ホテル
男が生活する空間で、セックスをしたことがない。他の女が居るから、妻が居るから、友人と一緒に住んでるから、遠いから、そんな様々な理由で。
妻が留守だから来る? と誘われたこともあるが、他の女と共有する生活空間など悪趣味だと思い断ったこともある。
だから男と会うのはいつもホテル。ラブホテルだったり、普通のホテルだったり。セックスする為の空間でばかり会っていると、まるで自分が安手の娼婦か、セックスだけの女のような気がする。
ホテルは好きだ。非日常的な空間。行為を済ませ何事も無かったのように引きづらずに外に出る。外に出ると大抵明るい。日差しが眩しく目がくらむ。
男の生活空間を知らないから、手料理などもほとんど作ったことがない。ましてや男の衣類を洗濯したり、男の内面が見透かすことの出来るような本棚も見たことがない。男が普段どんな音楽を聞くのかとかも、よく知らない。どんな布団と枕で寝ているのかとか。
それは結構気楽な責任の無い付き合いなのかも知れないけど、そんな付き合いばかりが続くと、生活空間に招かれることがない自分が、何か禍々しいものなのかと思う時がある。
妻や他に女が居ない男と付き合ったこともあるのだけれども、友達と同居しているからと、またしても生活空間には招かれなかった。妻の不在に部屋に呼んでくれた男は、私のこととは関係なく離婚して、結婚してくれないかと匂わせてきたが、嘘の多いその男のことを信用する気などなれなかったし、他に好きな男がいたから返事はしなかった。どうせ本気で言ってるのではないと、その時は思っていたし。
料理は好きだ。人に食べてもらうのも。ただ、それを要求されても困る。ただの男友達や、女友達の部屋なら行くし、料理も作る。

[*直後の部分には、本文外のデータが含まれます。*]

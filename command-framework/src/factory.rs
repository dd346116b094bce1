use crate::base::CommandBase;
use crate::error::{CommandError, Result};
use crate::generic::{async_fn, sync_fn, AsyncFn, GenericCommand, Implementation, SyncFn};
use common_framework::IdSequence;
use once_cell::sync::Lazy;
use serde_json::Value;
use std::future::Future;

static GLOBAL: Lazy<CommandFactory> = Lazy::new(CommandFactory::new);

/// Builds commands and owns the sequence their ids come from.
///
/// Ids are unique per factory. Use [`CommandFactory::global`] when commands
/// from unrelated places must never share an id.
#[derive(Debug, Default)]
pub struct CommandFactory {
    ids: IdSequence,
}

impl CommandFactory {
    pub fn new() -> Self {
        Self::default()
    }

    /// Creates a factory whose first command gets `first_id`.
    pub fn with_start(first_id: i32) -> Self {
        Self {
            ids: IdSequence::starting_at(first_id),
        }
    }

    /// The process-wide factory, created on first use.
    pub fn global() -> &'static CommandFactory {
        &GLOBAL
    }

    /// Allocates a fresh id and wraps it in a [`CommandBase`].
    ///
    /// # Panics
    ///
    /// Panics once the factory's ids are exhausted; see
    /// [`try_base`](Self::try_base).
    pub fn base(&self) -> CommandBase {
        let base = CommandBase::new(self.ids.next_id());
        log::debug!("allocated command id {}", base.id());
        base
    }

    /// Like [`base`](Self::base), reporting [`CommandError::Ids`] instead of
    /// panicking when no id is left.
    pub fn try_base(&self) -> Result<CommandBase> {
        let base = CommandBase::new(self.ids.try_next_id()?);
        log::debug!("allocated command id {}", base.id());
        Ok(base)
    }

    pub fn from_parts(&self, sync: Option<SyncFn>, asynchronous: Option<AsyncFn>) -> GenericCommand {
        let implementation = Implementation::from_parts(sync, asynchronous);
        log::debug!("building {:?} command", implementation);
        GenericCommand::new(self.base(), implementation)
    }

    fn try_from_parts(
        &self,
        sync: Option<SyncFn>,
        asynchronous: Option<AsyncFn>,
    ) -> Result<GenericCommand> {
        let implementation = Implementation::from_parts(sync, asynchronous);
        log::debug!("building {:?} command", implementation);
        Ok(GenericCommand::new(self.try_base()?, implementation))
    }

    /// A command backed by a synchronous closure.
    pub fn sync<F>(&self, f: F) -> GenericCommand
    where
        F: Fn(&[Value]) -> anyhow::Result<Value> + Send + Sync + 'static,
    {
        self.from_parts(Some(sync_fn(f)), None)
    }

    /// A command backed by an async closure.
    pub fn asynchronous<F, Fut>(&self, f: F) -> GenericCommand
    where
        F: Fn(Vec<Value>) -> Fut + Send + Sync + 'static,
        Fut: Future<Output = anyhow::Result<Value>> + Send + 'static,
    {
        self.from_parts(None, Some(async_fn(f)))
    }

    /// A command with both paths supplied; each call uses its own path.
    pub fn both<S, A, Fut>(&self, sync: S, asynchronous: A) -> GenericCommand
    where
        S: Fn(&[Value]) -> anyhow::Result<Value> + Send + Sync + 'static,
        A: Fn(Vec<Value>) -> Fut + Send + Sync + 'static,
        Fut: Future<Output = anyhow::Result<Value>> + Send + 'static,
    {
        self.from_parts(Some(sync_fn(sync)), Some(async_fn(asynchronous)))
    }

    /// A command with no implementation. Every call fails with
    /// [`CommandError::NotImplemented`].
    pub fn unimplemented(&self) -> GenericCommand {
        self.from_parts(None, None)
    }

    /// Like [`sync`](Self::sync), for delegates resolved at runtime. Id
    /// exhaustion is reported rather than panicking.
    pub fn try_sync(&self, f: Option<SyncFn>) -> Result<GenericCommand> {
        let f = f.ok_or(CommandError::ArgumentNull { name: "execute" })?;
        self.try_from_parts(Some(f), None)
    }

    /// Like [`asynchronous`](Self::asynchronous), for delegates resolved at
    /// runtime.
    pub fn try_async(&self, f: Option<AsyncFn>) -> Result<GenericCommand> {
        let f = f.ok_or(CommandError::ArgumentNull {
            name: "execute_async",
        })?;
        self.try_from_parts(None, Some(f))
    }
}

#[cfg(test)]
mod tests {
    use super::*;
    use crate::Command;

    #[test]
    fn test_factory_ids_are_sequential() {
        let factory = CommandFactory::with_start(10);
        let a = factory.unimplemented();
        let b = factory.sync(|_| Ok(Value::Null));
        assert_eq!(a.id(), 10);
        assert_eq!(b.id(), 11);
    }

    #[test]
    fn test_factories_are_independent() {
        let a = CommandFactory::new();
        let b = CommandFactory::new();
        assert_eq!(a.base().id(), b.base().id());
    }

    #[test]
    fn test_global_factory_never_repeats() {
        let first = CommandFactory::global().base().id();
        let second = CommandFactory::global().base().id();
        assert!(second > first);
    }

    #[test]
    fn test_try_sync_rejects_missing_delegate() {
        let factory = CommandFactory::new();
        let err = factory.try_sync(None).unwrap_err();
        assert!(matches!(err, CommandError::ArgumentNull { name: "execute" }));
        assert!(factory.try_sync(Some(sync_fn(|_| Ok(Value::Null)))).is_ok());
    }

    #[test]
    fn test_try_async_rejects_missing_delegate() {
        let factory = CommandFactory::new();
        let err = factory.try_async(None).unwrap_err();
        assert!(matches!(
            err,
            CommandError::ArgumentNull {
                name: "execute_async"
            }
        ));
    }

    #[test]
    fn test_exhausted_factory_reports_error() {
        let factory = CommandFactory::with_start(i32::MAX);
        assert_eq!(factory.try_base().map(|base| base.id()).ok(), Some(i32::MAX));

        let err = factory.try_base().unwrap_err();
        assert!(matches!(
            err,
            CommandError::Ids(common_framework::Error::IdsExhausted { last: i32::MAX })
        ));
        let err = factory.try_sync(Some(sync_fn(|_| Ok(Value::Null)))).unwrap_err();
        assert!(matches!(err, CommandError::Ids(_)));
    }

    #[test]
    fn test_from_parts_picks_variant() {
        let factory = CommandFactory::new();
        let cmd = factory.from_parts(None, Some(async_fn(|_| async { Ok(Value::Null) })));
        assert!(matches!(cmd.implementation(), Implementation::Async(_)));
        assert!(!factory.unimplemented().implementation().is_implemented());
    }
}
use crate::parsable::{Parsable, Substring};
use common_framework::{ParseState, ParserState, Result};

/// Element type produced by a parser's source.
pub type ElementOf<P> = <<P as ElementParser>::Source as Parsable>::Element;

/// A query surface over a [`Parsable`] at a caller-controlled position.
///
/// The parser never moves its own cursor. Higher-level grammars read with
/// `next`/`is_next*` and then move the cursor themselves with
/// [`set_position`](ElementParser::set_position).
pub trait ElementParser {
    type Source: Parsable;
    type State: ParseState;

    /// Returns the parsable being read.
    fn parsable(&self) -> &Self::Source;

    /// Returns the current state.
    fn state(&self) -> &Self::State;

    /// Returns the current state mutably.
    fn state_mut(&mut self) -> &mut Self::State;

    fn position(&self) -> isize {
        self.state().position()
    }

    /// Moves the cursor without validation.
    fn set_position(&mut self, position: isize) {
        self.state_mut().set_position(position);
    }

    fn at(&self, index: isize) -> Result<<Self::Source as Parsable>::Element> {
        self.parsable().at(index)
    }

    /// Returns the element under the cursor.
    fn next(&self) -> Result<<Self::Source as Parsable>::Element> {
        self.parsable().at(self.position())
    }

    fn substring(&self, start: isize, len: usize) -> Result<Substring<'_, Self::Source>> {
        self.parsable().substring(start, len)
    }

    fn substring_from(&self, start: isize) -> Result<Substring<'_, Self::Source>> {
        self.parsable().substring_from(start)
    }

    fn is_at(&self, position: isize, element: <Self::Source as Parsable>::Element) -> Result<bool> {
        self.parsable().is_at(position, element)
    }

    fn is_at_with<F>(&self, position: isize, predicate: F) -> Result<bool>
    where
        F: FnOnce(<Self::Source as Parsable>::Element) -> bool,
    {
        self.parsable().is_at_with(position, predicate)
    }

    fn is_at_seq<I>(&self, position: isize, needle: I) -> bool
    where
        I: IntoIterator<Item = <Self::Source as Parsable>::Element>,
    {
        self.parsable().is_at_seq(position, needle)
    }

    fn is_at_str<F>(&self, position: isize, predicate: F, length: usize) -> Result<bool>
    where
        F: FnOnce(Substring<'_, Self::Source>) -> bool,
    {
        self.parsable().is_at_str(position, predicate, length)
    }

    /// [`is_at`](ElementParser::is_at) at the cursor.
    fn is_next(&self, element: <Self::Source as Parsable>::Element) -> Result<bool> {
        self.is_at(self.position(), element)
    }

    fn is_next_with<F>(&self, predicate: F) -> Result<bool>
    where
        F: FnOnce(<Self::Source as Parsable>::Element) -> bool,
    {
        self.is_at_with(self.position(), predicate)
    }

    fn is_next_seq<I>(&self, needle: I) -> bool
    where
        I: IntoIterator<Item = <Self::Source as Parsable>::Element>,
    {
        self.is_at_seq(self.position(), needle)
    }

    fn is_next_str<F>(&self, predicate: F, length: usize) -> Result<bool>
    where
        F: FnOnce(Substring<'_, Self::Source>) -> bool,
    {
        self.is_at_str(self.position(), predicate, length)
    }
}

/// The standard cursor: a parsable plus an exclusively owned state.
///
/// Intended for one parse session on one thread; share the parsable, not the
/// parser.
#[derive(Debug, Clone)]
pub struct Parser<P, S = ParserState>
where
    P: Parsable,
    S: ParseState,
{
    parsable: P,
    state: S,
}

impl<P, S> Parser<P, S>
where
    P: Parsable,
    S: ParseState + Default,
{
    /// Creates a parser positioned at 0.
    pub fn new(parsable: P) -> Self {
        Self::with_state(parsable, S::default())
    }
}

impl<P, S> Parser<P, S>
where
    P: Parsable,
    S: ParseState,
{
    /// Creates a parser starting from the given state.
    pub fn with_state(parsable: P, state: S) -> Self {
        log::trace!(
            "Parser created over {} elements at position {}",
            parsable.len(),
            state.position()
        );
        Self { parsable, state }
    }

    /// Moves the cursor by `delta` elements (`position += delta`).
    pub fn advance_by(&mut self, delta: isize) {
        let position = self.state.position().saturating_add(delta);
        self.state.set_position(position);
    }

    /// Returns true once the cursor is at or past the last element.
    pub fn is_eof(&self) -> bool {
        self.state.position() >= self.parsable.len() as isize
    }

    /// Snapshots the current state.
    pub fn checkpoint(&self) -> S {
        self.state.clone()
    }

    /// Restores a state taken with [`checkpoint`](Self::checkpoint).
    pub fn restore(&mut self, checkpoint: &S) {
        self.state.copy_from(checkpoint);
    }

    /// Moves the cursor back to the beginning.
    pub fn reset(&mut self) {
        self.state.set_position(0);
    }

    /// Splits the parser back into its parsable and state.
    pub fn into_parts(self) -> (P, S) {
        (self.parsable, self.state)
    }
}

impl<P, S> ElementParser for Parser<P, S>
where
    P: Parsable,
    S: ParseState,
{
    type Source = P;
    type State = S;

    fn parsable(&self) -> &P {
        &self.parsable
    }

    fn state(&self) -> &S {
        &self.state
    }

    fn state_mut(&mut self) -> &mut S {
        &mut self.state
    }
}
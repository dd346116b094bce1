use crate::guard::BridgeGuard;
use once_cell::sync::OnceCell;
use parking_lot::Mutex;

/// Identity and bookkeeping shared by every command.
///
/// Commands embed a `CommandBase` and hand it out through
/// [`Command::base`](crate::Command::base). The id is fixed at construction;
/// the string id is computed once on first read; the description falls back
/// to a generated text until one is set.
#[derive(Debug)]
pub struct CommandBase {
    id: i32,
    string_id: OnceCell<String>,
    description: Mutex<Option<String>>,
    description_url: Mutex<Option<String>>,
    guard: BridgeGuard,
}

impl CommandBase {
    /// Creates a base with the given id. Use
    /// [`CommandFactory`](crate::CommandFactory) to get ids from a sequence.
    pub fn new(id: i32) -> Self {
        Self {
            id,
            string_id: OnceCell::new(),
            description: Mutex::new(None),
            description_url: Mutex::new(None),
            guard: BridgeGuard::new(),
        }
    }

    pub fn id(&self) -> i32 {
        self.id
    }

    /// Returns `"{type_name}_{id:05}"`, computed on the first call. A
    /// negative id keeps five digits after the sign (`-5` gives `_-00005`).
    ///
    /// Later calls return the cached value whatever `type_name` they pass.
    pub fn string_id(&self, type_name: &str) -> &str {
        self.string_id.get_or_init(|| {
            let sign = if self.id < 0 { "-" } else { "" };
            format!("{}_{}{:05}", type_name, sign, self.id.unsigned_abs())
        })
    }

    /// Returns the description, generating the default on first read.
    pub fn description(&self, type_name: &str) -> String {
        let mut description = self.description.lock();
        description
            .get_or_insert_with(|| format!("A command of type {}, ID = {}.", type_name, self.id))
            .clone()
    }

    /// Sets the description. An empty string restores the generated default.
    pub fn set_description(&self, description: impl Into<String>) {
        let description = description.into();
        *self.description.lock() = if description.is_empty() {
            None
        } else {
            Some(description)
        };
    }

    pub fn description_url(&self) -> Option<String> {
        self.description_url.lock().clone()
    }

    /// Sets the description URL. An empty string clears it.
    pub fn set_description_url(&self, url: impl Into<String>) {
        let url = url.into();
        *self.description_url.lock() = if url.is_empty() { None } else { Some(url) };
    }

    pub fn guard(&self) -> &BridgeGuard {
        &self.guard
    }
}
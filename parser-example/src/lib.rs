//! 示例共享代码：基于 `Parser` 游标手写的计算器。

pub mod calc;

pub use calc::{evaluate, parse, CalcError, Expr};
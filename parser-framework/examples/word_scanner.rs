//! 单词扫描示例
//!
//! 展示如何在 Parser 游标之上手写一个简单的扫描循环：
//! 先查询（is_next / next），再由调用方显式移动位置。

use parser_framework::{ElementParser, IgnoreAsciiCase, ParsableBuffer, Parser, ParserState};

#[derive(Debug)]
enum Word {
    Keyword(String),
    Ident(String),
    Number(String),
    Symbol(char),
}

const KEYWORDS: &[&str] = &["select", "from", "where"];

fn scan(input: &str) -> Vec<Word> {
    let text = ParsableBuffer::from(input).with_eq(IgnoreAsciiCase);
    let mut parser: Parser<_, ParserState> = Parser::new(text);
    let mut words = Vec::new();

    while !parser.is_eof() {
        // 跳过空白
        if parser.is_next_with(char::is_whitespace).unwrap_or(false) {
            parser.advance_by(1);
            continue;
        }

        // 关键字（大小写不敏感）
        if let Some(kw) = KEYWORDS.iter().find(|kw| {
            parser.is_next_seq(kw.chars())
                && !parser
                    .is_at_with(parser.position() + kw.len() as isize, char::is_alphanumeric)
                    .unwrap_or(false)
        }) {
            words.push(Word::Keyword(kw.to_string()));
            parser.advance_by(kw.len() as isize);
            continue;
        }

        let start = parser.position();
        let collect = |parser: &mut Parser<_, ParserState>, f: fn(char) -> bool| {
            while parser.is_next_with(f).unwrap_or(false) {
                parser.advance_by(1);
            }
            parser
                .substring(start, (parser.position() - start) as usize)
                .map(|s| s.collect::<String>())
                .unwrap_or_default()
        };

        if parser.is_next_with(|c| c.is_ascii_digit()).unwrap_or(false) {
            words.push(Word::Number(collect(&mut parser, |c| c.is_ascii_digit())));
        } else if parser.is_next_with(char::is_alphabetic).unwrap_or(false) {
            words.push(Word::Ident(collect(&mut parser, char::is_alphanumeric)));
        } else {
            if let Ok(ch) = parser.next() {
                words.push(Word::Symbol(ch));
            }
            parser.advance_by(1);
        }
    }

    words
}

fn main() {
    let input = std::env::args()
        .nth(1)
        .unwrap_or_else(|| "SELECT name FROM users WHERE id = 42".to_string());

    println!("输入: {}", input);
    for word in scan(&input) {
        println!("  {:?}", word);
    }
}
//! Errors shared by the parsing primitives.

use thiserror::Error;

/// Result type used across the framework crates.
pub type Result<T> = std::result::Result<T, Error>;

#[derive(Debug, Clone, PartialEq, Eq, Error)]
pub enum Error {
    /// An element access or substring start fell outside `[0, length)`.
    #[error("index {index} is out of range for length {length}")]
    IndexOutOfRange { index: isize, length: usize },

    /// An [`IdSequence`](crate::IdSequence) has issued `i32::MAX`.
    #[error("id sequence exhausted after issuing {last}")]
    IdsExhausted { last: i32 },
}

impl Error {
    pub fn out_of_range(index: isize, length: usize) -> Self {
        Error::IndexOutOfRange { index, length }
    }
}

/// Checks `index` against `length`, returning it as a `usize` when valid.
pub fn check_index(index: isize, length: usize) -> Result<usize> {
    if index < 0 || index as usize >= length {
        return Err(Error::out_of_range(index, length));
    }
    Ok(index as usize)
}
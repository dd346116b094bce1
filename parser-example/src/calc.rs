//! A recursive-descent calculator written directly against the `Parser`
//! cursor.
//!
//! Grammar:
//!
//! ```text
//! expr    := term (('+' | '-') term)*
//! term    := power (('*' | '/') power)*
//! power   := unary ('^' power)?
//! unary   := '-' unary | primary
//! primary := number | '(' expr ')'
//! ```

use parser_framework::{ElementParser, ParsableBuffer, Parser, ParserState};
use thiserror::Error;

type CharParser = Parser<ParsableBuffer<char>, ParserState>;

#[derive(Debug, Clone, PartialEq)]
pub enum Expr {
    Number(f64),
    Negate(Box<Expr>),
    Binary {
        op: char,
        left: Box<Expr>,
        right: Box<Expr>,
    },
}

#[derive(Debug, Clone, PartialEq, Error)]
pub enum CalcError {
    #[error("unexpected {found} at position {position}")]
    Unexpected { found: String, position: isize },

    #[error("invalid number `{0}`")]
    InvalidNumber(String),

    #[error("division by zero")]
    DivisionByZero,
}

/// Parses a complete expression.
pub fn parse(input: &str) -> Result<Expr, CalcError> {
    let mut parser = CharParser::new(ParsableBuffer::from(input));
    let expr = parse_expr(&mut parser)?;
    skip_whitespace(&mut parser);
    if !parser.is_eof() {
        return Err(unexpected(&parser));
    }
    Ok(expr)
}

/// Evaluates a parsed expression.
pub fn evaluate(expr: &Expr) -> Result<f64, CalcError> {
    match expr {
        Expr::Number(n) => Ok(*n),
        Expr::Negate(inner) => Ok(-evaluate(inner)?),
        Expr::Binary { op, left, right } => {
            let (l, r) = (evaluate(left)?, evaluate(right)?);
            match op {
                '+' => Ok(l + r),
                '-' => Ok(l - r),
                '*' => Ok(l * r),
                '/' if r == 0.0 => Err(CalcError::DivisionByZero),
                '/' => Ok(l / r),
                _ => Ok(l.powf(r)),
            }
        }
    }
}

fn unexpected(parser: &CharParser) -> CalcError {
    let found = match parser.next() {
        Ok(ch) => format!("'{}'", ch),
        Err(_) => "end of input".to_string(),
    };
    CalcError::Unexpected {
        found,
        position: parser.position(),
    }
}

fn skip_whitespace(parser: &mut CharParser) {
    while parser.is_next_with(char::is_whitespace).unwrap_or(false) {
        parser.advance_by(1);
    }
}

/// Consumes one of `ops` if it is the next non-blank character.
fn eat_op(parser: &mut CharParser, ops: &[char]) -> Option<char> {
    skip_whitespace(parser);
    let ch = parser.next().ok()?;
    if ops.contains(&ch) {
        parser.advance_by(1);
        Some(ch)
    } else {
        None
    }
}

fn parse_expr(parser: &mut CharParser) -> Result<Expr, CalcError> {
    let mut left = parse_term(parser)?;
    while let Some(op) = eat_op(parser, &['+', '-']) {
        let right = parse_term(parser)?;
        left = Expr::Binary {
            op,
            left: Box::new(left),
            right: Box::new(right),
        };
    }
    Ok(left)
}

fn parse_term(parser: &mut CharParser) -> Result<Expr, CalcError> {
    let mut left = parse_power(parser)?;
    while let Some(op) = eat_op(parser, &['*', '/']) {
        let right = parse_power(parser)?;
        left = Expr::Binary {
            op,
            left: Box::new(left),
            right: Box::new(right),
        };
    }
    Ok(left)
}

fn parse_power(parser: &mut CharParser) -> Result<Expr, CalcError> {
    let base = parse_unary(parser)?;
    if eat_op(parser, &['^']).is_some() {
        // 右结合
        let exponent = parse_power(parser)?;
        return Ok(Expr::Binary {
            op: '^',
            left: Box::new(base),
            right: Box::new(exponent),
        });
    }
    Ok(base)
}

fn parse_unary(parser: &mut CharParser) -> Result<Expr, CalcError> {
    if eat_op(parser, &['-']).is_some() {
        return Ok(Expr::Negate(Box::new(parse_unary(parser)?)));
    }
    parse_primary(parser)
}

fn parse_primary(parser: &mut CharParser) -> Result<Expr, CalcError> {
    skip_whitespace(parser);

    if parser.is_next('(').unwrap_or(false) {
        parser.advance_by(1);
        let inner = parse_expr(parser)?;
        if eat_op(parser, &[')']).is_none() {
            return Err(unexpected(parser));
        }
        return Ok(inner);
    }

    let start = parser.position();
    while parser
        .is_next_with(|c| c.is_ascii_digit() || c == '.')
        .unwrap_or(false)
    {
        parser.advance_by(1);
    }
    let len = (parser.position() - start) as usize;
    if len == 0 {
        return Err(unexpected(parser));
    }

    let literal: String = parser
        .substring(start, len)
        .map_err(|_| unexpected(parser))?
        .collect();
    log::trace!("number literal {:?} at {}", literal, start);
    literal
        .parse::<f64>()
        .map(Expr::Number)
        .map_err(|_| CalcError::InvalidNumber(literal))
}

彼氏に手料理作って食べさせてあげたいと思わないのとか、好きな人と一緒に暮らして結婚したいと思うのは当たり前じゃないのと言われると、昔そんな日々を望んだこともあるような記憶もあるが、そういうふうに私は望まれないから、いつのまにか望まなくなったんじゃないかと反論したいような衝動に襲われる。
あなたは寂しいことばかり言うと人に言われる。
これから先もっと寂しくなる、一人でいるのは寂しいよと、年をとったらどうするのと。
独りに馴れた自分、お前は一生独りで生きていかねばならぬと自分で呪いをかけ続けてきた独り上手の私には、孤独という幸福があると言い聞かせる。
それでもホテルでの逢瀬の後、明るい太陽を浴びると、たまらなくなる時がある。
私は、弱くて弱くてどうしようもないぐらい人間で、いろんなことから逃げている。
寂しい自分。
卑怯な自分。
死にたい自分。
いろんなことから逃げて、身を守る鎧を頑丈にして、強くなれ強くなれと言い聞かせている。